El avión aterrizó sin problemas y todo el mundo comenzó a coger sus equipajes de mano. En mi mano todavía llevaba la servilleta del catering del avión y cuando conseguí doblar las rodillas comprobé que las botas estaban algo sucias, así que decidí darles un frete y dejarlas brillando. La señora que me vio comenzó a reírse cuando comprobó que dejaba la servilleta ennegrecida en el respaldo del asiento delantero. La miré y le dije: “¡Ya ellos lo recogen!”. La señora siguió sonriendo y me deseó un feliz viaje a Praga: “Espero que te salga bien el reportaje y las fotos”, y salió al pasillo que estaba colapsado por los muchachitos y muchachitas que superaban la treintena y que parecían estudiantes universitarios de primer año en el viaje de fin de curso. Uno de ellos le dijo algo a la señora mientras me señalaba a mí y en medio de mi majestuosa sordera le entendí a mi acompañante de viaje: “No seas más gili”. ¡Ah!, si hubiese tenido 30 años menos le hubiese pedido de salir en aquel momento. Me sonrió y se despidió desde lejos. Levanté la mano y sonreí. Salí al pasillo y la azafata que me puso la cerveza me miró y dijo: “Merçi”, pero lo dijo con tanta dulzura que juro que mi hermano menor empezó a hablar en voz más alta de lo habitual: “¡Eh tronco!, que la piba esa te está tirando los trastos que yo entiendo de eso un rato”. Interiormente tuve que decirle que se callara y avancé por el pasillo. El grupo de muchachitos y muchachitas se encontraba delante de mí: fueron los primeros que salieron al pasillo y los últimos en abandonar el avión después de tener el pasillo colapsado durante un buen rato para recoger sus equipajes de mano mientras que no dejaban de decir capulladas propias de estudiantes universitarios de primer año a los que el pavo les estaba dando el último coletazo.

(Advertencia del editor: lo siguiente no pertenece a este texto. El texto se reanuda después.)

//! Observation bookkeeping over the pruned search space.
//!
//! Each configuration is addressed by its dense index in enumeration order.
//! The store keeps the unvisited set as an incremental cache: `record` is the
//! only mutation and removes exactly one index from it, so the cache always
//! equals `{0..N} \ observed`. [`ObservationStore::check_invariants`] verifies
//! this explicitly.

use serde::{Deserialize, Serialize};
use std::collections::{BTreeSet, HashMap};

use kt_types::{internal_error, SearchSpaceError, TuneResult};

use crate::trial::ObjectiveDirection;

/// A single measurement of one configuration.
#[derive(Debug, Clone, Copy, PartialEq, Serialize, Deserialize)]
pub struct Observation {
    pub index: usize,
    pub score: f64,
    pub valid: bool,
}

/// Result of measuring a configuration, as seen by the store.
#[derive(Debug, Clone, Copy, PartialEq)]
pub enum Measurement {
    Valid(f64),
    Invalid,
}

impl From<Option<f64>> for Measurement {
    fn from(value: Option<f64>) -> Self {
        match value {
            Some(v) if v.is_finite() => Self::Valid(v),
            _ => Self::Invalid,
        }
    }
}

fn key(configuration: &[f64]) -> Vec<u64> {
    configuration.iter().map(|v| v.to_bits()).collect()
}

fn describe(configuration: &[f64]) -> String {
    format!("{configuration:?}")
}

/// Observations, unvisited cache and running optimum for one run.
#[derive(Debug, Clone)]
pub struct ObservationStore {
    configurations: Vec<Vec<f64>>,
    lookup: HashMap<Vec<u64>, usize>,
    observations: Vec<Option<Observation>>,
    unvisited: BTreeSet<usize>,
    valid_indices: Vec<usize>,
    direction: ObjectiveDirection,
    optimum: Option<(usize, f64)>,
}

impl ObservationStore {
    pub fn new(configurations: Vec<Vec<f64>>, direction: ObjectiveDirection) -> TuneResult<Self> {
        if configurations.is_empty() {
            return Err(SearchSpaceError::EmptySearchSpace.into());
        }
        let mut lookup = HashMap::with_capacity(configurations.len());
        for (index, configuration) in configurations.iter().enumerate() {
            if lookup.insert(key(configuration), index).is_some() {
                return Err(internal_error!(
                    "duplicate configuration {} in pruned space",
                    describe(configuration)
                ));
            }
        }
        let n = configurations.len();
        Ok(Self {
            configurations,
            lookup,
            observations: vec![None; n],
            unvisited: (0..n).collect(),
            valid_indices: Vec::new(),
            direction,
            optimum: None,
        })
    }

    pub fn len(&self) -> usize {
        self.configurations.len()
    }

    pub fn is_empty(&self) -> bool {
        self.configurations.is_empty()
    }

    pub fn direction(&self) -> ObjectiveDirection {
        self.direction
    }

    pub fn configurations(&self) -> &[Vec<f64>] {
        &self.configurations
    }

    pub fn configuration(&self, index: usize) -> Option<&[f64]> {
        self.configurations.get(index).map(Vec::as_slice)
    }

    /// Constant-time reverse lookup of a pruned configuration.
    pub fn find_index(&self, configuration: &[f64]) -> TuneResult<usize> {
        self.lookup.get(&key(configuration)).copied().ok_or_else(|| {
            SearchSpaceError::NotInSpace {
                configuration: describe(configuration),
            }
            .into()
        })
    }

    pub fn is_unvisited(&self, index: usize) -> bool {
        self.unvisited.contains(&index)
    }

    /// Unvisited indices in enumeration order.
    pub fn unvisited_indices(&self) -> impl Iterator<Item = usize> + '_ {
        self.unvisited.iter().copied()
    }

    /// Unvisited configurations in enumeration order.
    pub fn unvisited(&self) -> Vec<&[f64]> {
        self.unvisited
            .iter()
            .map(|&i| self.configurations[i].as_slice())
            .collect()
    }

    pub fn unvisited_count(&self) -> usize {
        self.unvisited.len()
    }

    pub fn visited_count(&self) -> usize {
        self.len() - self.unvisited.len()
    }

    pub fn valid_count(&self) -> usize {
        self.valid_indices.len()
    }

    pub fn observation(&self, index: usize) -> Option<&Observation> {
        self.observations.get(index).and_then(Option::as_ref)
    }

    pub fn observations(&self) -> impl Iterator<Item = &Observation> {
        self.observations.iter().flatten()
    }

    /// Best valid score so far.
    pub fn optimum(&self) -> Option<f64> {
        self.optimum.map(|(_, v)| v)
    }

    pub fn optimum_index(&self) -> Option<usize> {
        self.optimum.map(|(i, _)| i)
    }

    /// Valid observations in the order they were recorded.
    pub fn valid_scores(&self) -> Vec<f64> {
        self.valid_indices
            .iter()
            .filter_map(|&i| self.observation(i).map(|o| o.score))
            .collect()
    }

    /// Training set for the surrogate: valid configurations and their scores.
    pub fn training_data(&self) -> (Vec<&[f64]>, Vec<f64>) {
        let x = self
            .valid_indices
            .iter()
            .map(|&i| self.configurations[i].as_slice())
            .collect();
        (x, self.valid_scores())
    }

    /// Record the measurement of `index` and update the optimum.
    ///
    /// Each index may be recorded once.
    pub fn record(
        &mut self,
        measurement: Measurement,
        index: usize,
        configuration: &[f64],
    ) -> TuneResult<()> {
        match self.configurations.get(index) {
            Some(stored) if stored.as_slice() == configuration => {}
            _ => {
                return Err(SearchSpaceError::NotInSpace {
                    configuration: describe(configuration),
                }
                .into())
            }
        }
        if !self.unvisited.remove(&index) {
            return Err(SearchSpaceError::AlreadyObserved { index }.into());
        }

        let observation = match measurement {
            Measurement::Valid(score) if score.is_finite() => {
                self.valid_indices.push(index);
                let improves = match self.optimum {
                    None => true,
                    Some((_, best)) => self.direction.is_better_than(score, best),
                };
                if improves {
                    self.optimum = Some((index, score));
                }
                Observation {
                    index,
                    score,
                    valid: true,
                }
            }
            _ => Observation {
                index,
                score: f64::NAN,
                valid: false,
            },
        };
        self.observations[index] = Some(observation);
        Ok(())
    }

    /// Verify the unvisited cache and optimum against the observations.
    pub fn check_invariants(&self) -> TuneResult<()> {
        for (index, observation) in self.observations.iter().enumerate() {
            if observation.is_some() == self.unvisited.contains(&index) {
                return Err(internal_error!(
                    "index {index} is both observed and unvisited, or neither"
                ));
            }
        }
        let observed = self.observations.iter().flatten().count();
        if self.unvisited.len() != self.len() - observed {
            return Err(internal_error!(
                "unvisited cache holds {} entries, expected {}",
                self.unvisited.len(),
                self.len() - observed
            ));
        }
        let scores = self.valid_scores();
        let best = self.direction.best_index(&scores).map(|i| scores[i]);
        if best != self.optimum() {
            return Err(internal_error!(
                "running optimum {:?} differs from best observed {:?}",
                self.optimum(),
                best
            ));
        }
        Ok(())
    }
}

El muchachito que recibió el tapabocas de mi acompañante iba un poquito traspuesto, pero una muchachita que daba la impresión de no llevar sujetador y otro muchachito con aires de ser el que partía la pana, miraron atrás con una sonrisita en el rostro y dijeron algo cómo: “¿Verás al paleto en Bruselas?”. Yo intentaba colocarme los guantes, la bufanda y la parca, mientras echaba al hombro el bolso con la cámara de fotos e intentaba cuadrar en mi mente las veces que había escuchado la palabra Bruselas desde las 13:00 a las 19:40 en que nos encontrábamos: “Sobre unas trescientas veces sin contar las que habrán dicho cuando he estado sorderas”.
Salí del avión y hacía un frío de los de respirar y dejar de sentir la nariz durante un buen rato. Comprobé que todavía estaba sordo, un poco alelado, desorientado y el equilibrio lo mantenía como un funambulista a treinta metros de altura con una tajada de vino peleón porque su mujer le había puesto los cuernos y él se había enterado una hora antes de comenzar la función y encima ella le dijo: “Pero Pepe, llevo tres años poniéndote los cuernos y ahora no tienes porque ponerte así.”, y él gritando desde lo alto: “¡Será hija de puta!”.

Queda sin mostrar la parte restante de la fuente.